What is required: Down to the final line, reproduce the entries that follow exactly.

START Data

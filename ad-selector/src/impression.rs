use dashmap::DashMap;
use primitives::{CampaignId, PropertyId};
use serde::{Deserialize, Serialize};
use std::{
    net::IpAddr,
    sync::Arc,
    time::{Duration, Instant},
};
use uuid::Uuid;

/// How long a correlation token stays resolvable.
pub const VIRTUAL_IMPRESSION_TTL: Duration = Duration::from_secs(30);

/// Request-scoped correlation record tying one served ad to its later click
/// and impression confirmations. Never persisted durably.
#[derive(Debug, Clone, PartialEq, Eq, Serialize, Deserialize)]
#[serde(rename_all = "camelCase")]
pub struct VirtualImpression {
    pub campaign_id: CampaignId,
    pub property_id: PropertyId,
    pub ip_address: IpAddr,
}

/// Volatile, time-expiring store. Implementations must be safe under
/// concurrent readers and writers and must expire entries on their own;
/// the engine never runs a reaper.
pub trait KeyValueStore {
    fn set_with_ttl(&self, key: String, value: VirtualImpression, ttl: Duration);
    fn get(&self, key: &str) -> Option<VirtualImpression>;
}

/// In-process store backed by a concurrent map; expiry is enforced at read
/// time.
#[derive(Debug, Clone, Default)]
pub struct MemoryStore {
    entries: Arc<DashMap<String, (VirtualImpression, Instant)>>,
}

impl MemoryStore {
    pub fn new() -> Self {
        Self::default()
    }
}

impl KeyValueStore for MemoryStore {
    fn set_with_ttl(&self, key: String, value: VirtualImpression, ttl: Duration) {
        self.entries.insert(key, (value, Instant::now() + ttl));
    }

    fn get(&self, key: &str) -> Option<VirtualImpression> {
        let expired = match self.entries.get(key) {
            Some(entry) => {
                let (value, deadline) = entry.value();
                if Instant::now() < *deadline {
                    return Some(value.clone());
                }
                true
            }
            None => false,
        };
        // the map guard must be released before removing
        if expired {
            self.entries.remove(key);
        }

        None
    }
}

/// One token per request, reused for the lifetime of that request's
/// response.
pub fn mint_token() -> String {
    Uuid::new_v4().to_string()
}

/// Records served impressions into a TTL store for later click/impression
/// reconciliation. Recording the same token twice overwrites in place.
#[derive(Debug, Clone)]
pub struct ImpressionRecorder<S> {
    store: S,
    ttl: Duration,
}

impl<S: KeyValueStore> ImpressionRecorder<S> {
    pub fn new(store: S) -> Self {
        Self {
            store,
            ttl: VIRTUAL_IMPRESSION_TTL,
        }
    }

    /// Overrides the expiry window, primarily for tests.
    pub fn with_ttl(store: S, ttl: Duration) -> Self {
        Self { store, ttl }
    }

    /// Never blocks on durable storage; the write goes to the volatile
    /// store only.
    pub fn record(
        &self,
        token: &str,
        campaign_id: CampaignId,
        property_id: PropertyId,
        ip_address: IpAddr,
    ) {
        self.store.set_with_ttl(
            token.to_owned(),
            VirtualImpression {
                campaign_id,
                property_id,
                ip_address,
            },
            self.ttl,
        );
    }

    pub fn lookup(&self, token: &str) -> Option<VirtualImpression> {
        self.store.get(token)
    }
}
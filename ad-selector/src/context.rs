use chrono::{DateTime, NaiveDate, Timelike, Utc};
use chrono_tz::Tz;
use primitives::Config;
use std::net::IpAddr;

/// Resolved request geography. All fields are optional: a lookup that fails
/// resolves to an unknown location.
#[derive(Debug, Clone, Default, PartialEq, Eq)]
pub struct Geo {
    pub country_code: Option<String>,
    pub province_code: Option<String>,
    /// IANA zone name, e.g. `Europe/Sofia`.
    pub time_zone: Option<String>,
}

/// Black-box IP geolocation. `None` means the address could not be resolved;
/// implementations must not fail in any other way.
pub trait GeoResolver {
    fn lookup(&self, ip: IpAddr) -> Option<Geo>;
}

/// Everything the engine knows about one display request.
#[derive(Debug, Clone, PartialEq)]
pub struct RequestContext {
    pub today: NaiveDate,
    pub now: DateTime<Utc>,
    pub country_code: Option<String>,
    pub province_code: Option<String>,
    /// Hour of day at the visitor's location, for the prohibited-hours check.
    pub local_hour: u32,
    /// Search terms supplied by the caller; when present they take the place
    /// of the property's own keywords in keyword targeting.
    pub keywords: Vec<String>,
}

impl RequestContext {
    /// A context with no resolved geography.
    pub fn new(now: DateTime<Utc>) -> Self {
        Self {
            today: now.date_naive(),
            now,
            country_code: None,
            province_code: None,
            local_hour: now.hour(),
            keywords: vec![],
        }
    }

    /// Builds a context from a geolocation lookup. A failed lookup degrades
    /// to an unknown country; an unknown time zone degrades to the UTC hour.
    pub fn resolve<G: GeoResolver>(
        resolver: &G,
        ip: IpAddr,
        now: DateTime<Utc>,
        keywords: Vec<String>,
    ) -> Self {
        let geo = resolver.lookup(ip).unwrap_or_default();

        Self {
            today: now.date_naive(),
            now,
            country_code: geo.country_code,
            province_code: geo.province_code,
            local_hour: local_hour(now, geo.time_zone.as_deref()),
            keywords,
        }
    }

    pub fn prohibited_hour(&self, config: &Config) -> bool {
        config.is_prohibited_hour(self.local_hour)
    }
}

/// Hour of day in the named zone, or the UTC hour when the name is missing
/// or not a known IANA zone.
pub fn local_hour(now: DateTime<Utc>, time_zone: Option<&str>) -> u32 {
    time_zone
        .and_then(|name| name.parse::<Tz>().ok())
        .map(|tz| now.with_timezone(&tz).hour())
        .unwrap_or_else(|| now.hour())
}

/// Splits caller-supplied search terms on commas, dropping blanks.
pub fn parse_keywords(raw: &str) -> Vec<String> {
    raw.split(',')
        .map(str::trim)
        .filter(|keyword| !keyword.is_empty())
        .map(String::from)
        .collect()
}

END Data

Solution to the exercise:
filename ad-selector/src/impression.rs
use dashmap::DashMap;
use primitives::{CampaignId, PropertyId};
use serde::{Deserialize, Serialize};
use std::{
    net::IpAddr,
    sync::Arc,
    time::{Duration, Instant},
};
use uuid::Uuid;

/// How long a correlation token stays resolvable.
pub const VIRTUAL_IMPRESSION_TTL: Duration = Duration::from_secs(30);

/// Request-scoped correlation record tying one served ad to its later click
/// and impression confirmations. Never persisted durably.
#[derive(Debug, Clone, PartialEq, Eq, Serialize, Deserialize)]
#[serde(rename_all = "camelCase")]
pub struct VirtualImpression {
    pub campaign_id: CampaignId,
    pub property_id: PropertyId,
    pub ip_address: IpAddr,
}

/// Volatile, time-expiring store. Implementations must be safe under
/// concurrent readers and writers and must expire entries on their own;
/// the engine never runs a reaper.
pub trait KeyValueStore {
    fn set_with_ttl(&self, key: String, value: VirtualImpression, ttl: Duration);
    fn get(&self, key: &str) -> Option<VirtualImpression>;
}

/// In-process store backed by a concurrent map; expiry is enforced at read
/// time.
#[derive(Debug, Clone, Default)]
pub struct MemoryStore {
    entries: Arc<DashMap<String, (VirtualImpression, Instant)>>,
}

impl MemoryStore {
    pub fn new() -> Self {
        Self::default()
    }
}

impl KeyValueStore for MemoryStore {
    fn set_with_ttl(&self, key: String, value: VirtualImpression, ttl: Duration) {
        self.entries.insert(key, (value, Instant::now() + ttl));
    }

    fn get(&self, key: &str) -> Option<VirtualImpression> {
        let expired = match self.entries.get(key) {
            Some(entry) => {
                let (value, deadline) = entry.value();
                if Instant::now() < *deadline {
                    return Some(value.clone());
                }
                true
            }
            None => false,
        };
        // the map guard must be released before removing
        if expired {
            self.entries.remove(key);
        }

        None
    }
}

/// One token per request, reused for the lifetime of that request's
/// response.
pub fn mint_token() -> String {
    Uuid::new_v4().to_string()
}

/// Records served impressions into a TTL store for later click/impression
/// reconciliation. Recording the same token twice overwrites in place.
#[derive(Debug, Clone)]
pub struct ImpressionRecorder<S> {
    store: S,
    ttl: Duration,
}

impl<S: KeyValueStore> ImpressionRecorder<S> {
    pub fn new(store: S) -> Self {
        Self {
            store,
            ttl: VIRTUAL_IMPRESSION_TTL,
        }
    }

    /// Overrides the expiry window, primarily for tests.
    pub fn with_ttl(store: S, ttl: Duration) -> Self {
        Self { store, ttl }
    }

    /// Never blocks on durable storage; the write goes to the volatile
    /// store only.
    pub fn record(
        &self,
        token: &str,
        campaign_id: CampaignId,
        property_id: PropertyId,
        ip_address: IpAddr,
    ) {
        self.store.set_with_ttl(
            token.to_owned(),
            VirtualImpression {
                campaign_id,
                property_id,
                ip_address,
            },
            self.ttl,
        );
    }

    pub fn lookup(&self, token: &str) -> Option<VirtualImpression> {
        self.store.get(token)
    }
}
filename ad-selector/src/context.rs
use chrono::{DateTime, NaiveDate, Timelike, Utc};
use chrono_tz::Tz;
use primitives::Config;
use std::net::IpAddr;

/// Resolved request geography. All fields are optional: a lookup that fails
/// resolves to an unknown location.
#[derive(Debug, Clone, Default, PartialEq, Eq)]
pub struct Geo {
    pub country_code: Option<String>,
    pub province_code: Option<String>,
    /// IANA zone name, e.g. `Europe/Sofia`.
    pub time_zone: Option<String>,
}

/// Black-box IP geolocation. `None` means the address could not be resolved;
/// implementations must not fail in any other way.
pub trait GeoResolver {
    fn lookup(&self, ip: IpAddr) -> Option<Geo>;
}

/// Everything the engine knows about one display request.
#[derive(Debug, Clone, PartialEq)]
pub struct RequestContext {
    pub today: NaiveDate,
    pub now: DateTime<Utc>,
    pub country_code: Option<String>,
    pub province_code: Option<String>,
    /// Hour of day at the visitor's location, for the prohibited-hours check.
    pub local_hour: u32,
    /// Search terms supplied by the caller; when present they take the place
    /// of the property's own keywords in keyword targeting.
    pub keywords: Vec<String>,
}

impl RequestContext {
    /// A context with no resolved geography.
    pub fn new(now: DateTime<Utc>) -> Self {
        Self {
            today: now.date_naive(),
            now,
            country_code: None,
            province_code: None,
            local_hour: now.hour(),
            keywords: vec![],
        }
    }

    /// Builds a context from a geolocation lookup. A failed lookup degrades
    /// to an unknown country; an unknown time zone degrades to the UTC hour.
    pub fn resolve<G: GeoResolver>(
        resolver: &G,
        ip: IpAddr,
        now: DateTime<Utc>,
        keywords: Vec<String>,
    ) -> Self {
        let geo = resolver.lookup(ip).unwrap_or_default();

        Self {
            today: now.date_naive(),
            now,
            country_code: geo.country_code,
            province_code: geo.province_code,
            local_hour: local_hour(now, geo.time_zone.as_deref()),
            keywords,
        }
    }

    pub fn prohibited_hour(&self, config: &Config) -> bool {
        config.is_prohibited_hour(self.local_hour)
    }
}

/// Hour of day in the named zone, or the UTC hour when the name is missing
/// or not a known IANA zone.
pub fn local_hour(now: DateTime<Utc>, time_zone: Option<&str>) -> u32 {
    time_zone
        .and_then(|name| name.parse::<Tz>().ok())
        .map(|tz| now.with_timezone(&tz).hour())
        .unwrap_or_else(|| now.hour())
}

/// Splits caller-supplied search terms on commas, dropping blanks.
pub fn parse_keywords(raw: &str) -> Vec<String> {
    raw.split(',')
        .map(str::trim)
        .filter(|keyword| !keyword.is_empty())
        .map(String::from)
        .collect()
}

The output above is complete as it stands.